Kâr ise, fazlalıkların cümlesindendir. Bu bakımdan kârı temeli teşkil eden
maddelerden değil, fazlalıklar cümlesinden olan maddelerden elde etmeye
bakmalıdır. Öyle maddeler ki bünyenin onlara zarurî olarak ihtiyacı
sözkonusu değildir.
Bu sırra binaen tâbiîn-i kirâmdan bir zat bir kişiye şöyle vasiyette bulunmuştur: 'Sakın çocuğunu iki çeşit alışveriş ve iki çeşit sanata çırak olarak verme! a) Yiyecek maddelerini satmak, b) Kefenleri satmak; zira bu nesneleri satan kimse, daima kıtlığı ve insanların ölmesini temenni eder. O iki sanat ise, a) Mezbahacı olmaktır. Çünkü bu sanat, kalbi katılaştırır. b) Kuyumcu olmaktır. Çünkü kuyumcu olan bir kimse, dünyayı altın ve gümüşle süslendirir'.
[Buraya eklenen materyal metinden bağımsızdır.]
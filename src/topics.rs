use crate::error::{CoordinatorError, Result};

/// Builds pub/sub topic names under a common namespace.
///
/// ```text
/// {namespace}/showings/{showingId}/seats       seat updates (broadcast)
/// {namespace}/bookings/request                 booking requests
/// {namespace}/bookings/response/{viewerId}     booking outcomes
/// {namespace}/bookings/holds                   hold intents
/// ```
#[derive(Debug, Clone, PartialEq, Eq)]
pub struct TopicRouter {
    namespace: String,
}

impl TopicRouter {
    pub fn new(namespace: impl Into<String>) -> Result<Self> {
        let namespace = namespace.into();
        let namespace = namespace.trim_matches('/').to_string();
        check_segment("namespace", &namespace, true)?;
        Ok(Self { namespace })
    }

    pub fn namespace(&self) -> &str {
        &self.namespace
    }

    pub fn seats_topic(&self, showing_id: &str) -> Result<String> {
        check_segment("showing id", showing_id, false)?;
        Ok(format!("{}/showings/{}/seats", self.namespace, showing_id))
    }

    pub fn response_topic(&self, viewer_id: &str) -> Result<String> {
        check_segment("viewer id", viewer_id, false)?;
        Ok(format!("{}/bookings/response/{}", self.namespace, viewer_id))
    }

    pub fn request_topic(&self) -> String {
        format!("{}/bookings/request", self.namespace)
    }

    pub fn holds_topic(&self) -> String {
        format!("{}/bookings/holds", self.namespace)
    }

    /// Inverse of `seats_topic`. `None` for topics outside this namespace.
    pub fn showing_from_topic<'a>(&self, topic: &'a str) -> Option<&'a str> {
        let rest = topic.strip_prefix(self.namespace.as_str())?;
        let rest = rest.strip_prefix("/showings/")?;
        let showing_id = rest.strip_suffix("/seats")?;
        if showing_id.is_empty() || showing_id.contains('/') {
            return None;
        }
        Some(showing_id)
    }
}

fn check_segment(what: &str, value: &str, allow_slash: bool) -> Result<()> {
    if value.trim().is_empty() {
        return Err(CoordinatorError::InvalidArgument(format!("{} must not be empty", what)));
    }
    // wildcard characters of MQTT-style brokers and Redis patterns
    let bad = value
        .chars()
        .any(|c| c == '+' || c == '#' || c == '*' || c.is_whitespace() || (!allow_slash && c == '/'));
    if bad {
        return Err(CoordinatorError::InvalidArgument(format!(
            "{} '{}' contains reserved characters",
            what, value
        )));
    }
    Ok(())
}

#[cfg(test)]
mod tests {
    use super::*;

    #[test]
    fn builds_all_topics() {
        let router = TopicRouter::new("cinema").unwrap();
        assert_eq!(router.seats_topic("S1").unwrap(), "cinema/showings/S1/seats");
        assert_eq!(router.response_topic("v42").unwrap(), "cinema/bookings/response/v42");
        assert_eq!(router.request_topic(), "cinema/bookings/request");
        assert_eq!(router.holds_topic(), "cinema/bookings/holds");
    }

    #[test]
    fn same_input_same_topic() {
        let a = TopicRouter::new("cinema").unwrap();
        let b = TopicRouter::new("/cinema/").unwrap();
        assert_eq!(a.seats_topic("S1").unwrap(), b.seats_topic("S1").unwrap());
    }

    #[test]
    fn empty_identifiers_are_invalid() {
        let router = TopicRouter::new("cinema").unwrap();
        assert!(matches!(router.seats_topic(""), Err(CoordinatorError::InvalidArgument(_))));
        assert!(matches!(router.response_topic("  "), Err(CoordinatorError::InvalidArgument(_))));
        assert!(matches!(TopicRouter::new(""), Err(CoordinatorError::InvalidArgument(_))));
    }

    #[test]
    fn wildcards_and_separators_are_invalid() {
        let router = TopicRouter::new("cinema").unwrap();
        assert!(router.seats_topic("S/1").is_err());
        assert!(router.seats_topic("#").is_err());
        assert!(router.response_topic("v+1").is_err());
    }

    #[test]
    fn parses_showing_back_out_of_topic() {
        let router = TopicRouter::new("cinema").unwrap();
        let topic = router.seats_topic("S1").unwrap();
        assert_eq!(router.showing_from_topic(&topic), Some("S1"));
        assert_eq!(router.showing_from_topic("other/showings/S1/seats"), None);
        assert_eq!(router.showing_from_topic("cinema/bookings/request"), None);
    }
}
İkincisi, parayı karşıdaki adama verirken geçerli olmayan kalp paraları sokuşturmaktır. Bu da zulümdür. Zira muamele yapan kişi, eğer bilmezse, böyle yapmakla zarar görür... Eğer biliyorsa o da başkasına bunu sokuşturmaya kalkışacaktır. Üçüncüsü ve dördüncüsü de böyle yapacaktır ve bu kalp para ellerde dolaşacak, zarar umumîleşecek ve fesad gittikçe genişleyecektir. Hepsinin günâhı ve vebâli ise, ilk defa bu işi yapana ait olacaktır. Zira bu kapıyı ilk kez açan odur.
Hz. Peygamber (s.a) şöyle buyurmuştur:
Kim kötü bir âdet icad edip kendisinden sonra gelenler o âdetle amel
ederse, o âdetten neş'et eden günah, ilk icad edenin boynunda olduğu gibi,
o kötü âdetle ondan sonra amel edenlerin günahları kadar da günahlarından
birşey eksik olmaksızın onun defterine işlenir.27
Âlimlerden biri şöyle
buyurmuştur: 'Kalp olan bir dirhemi infak etmek, yüz dirhemi çalmaktan
daha beterdir; zira çalmak, bir günahtır ve sona ermiştir. Kalp parayı
piyasaya sürmek ise, dinde gösterilen bir bid'attır ve kötü bir yoldur.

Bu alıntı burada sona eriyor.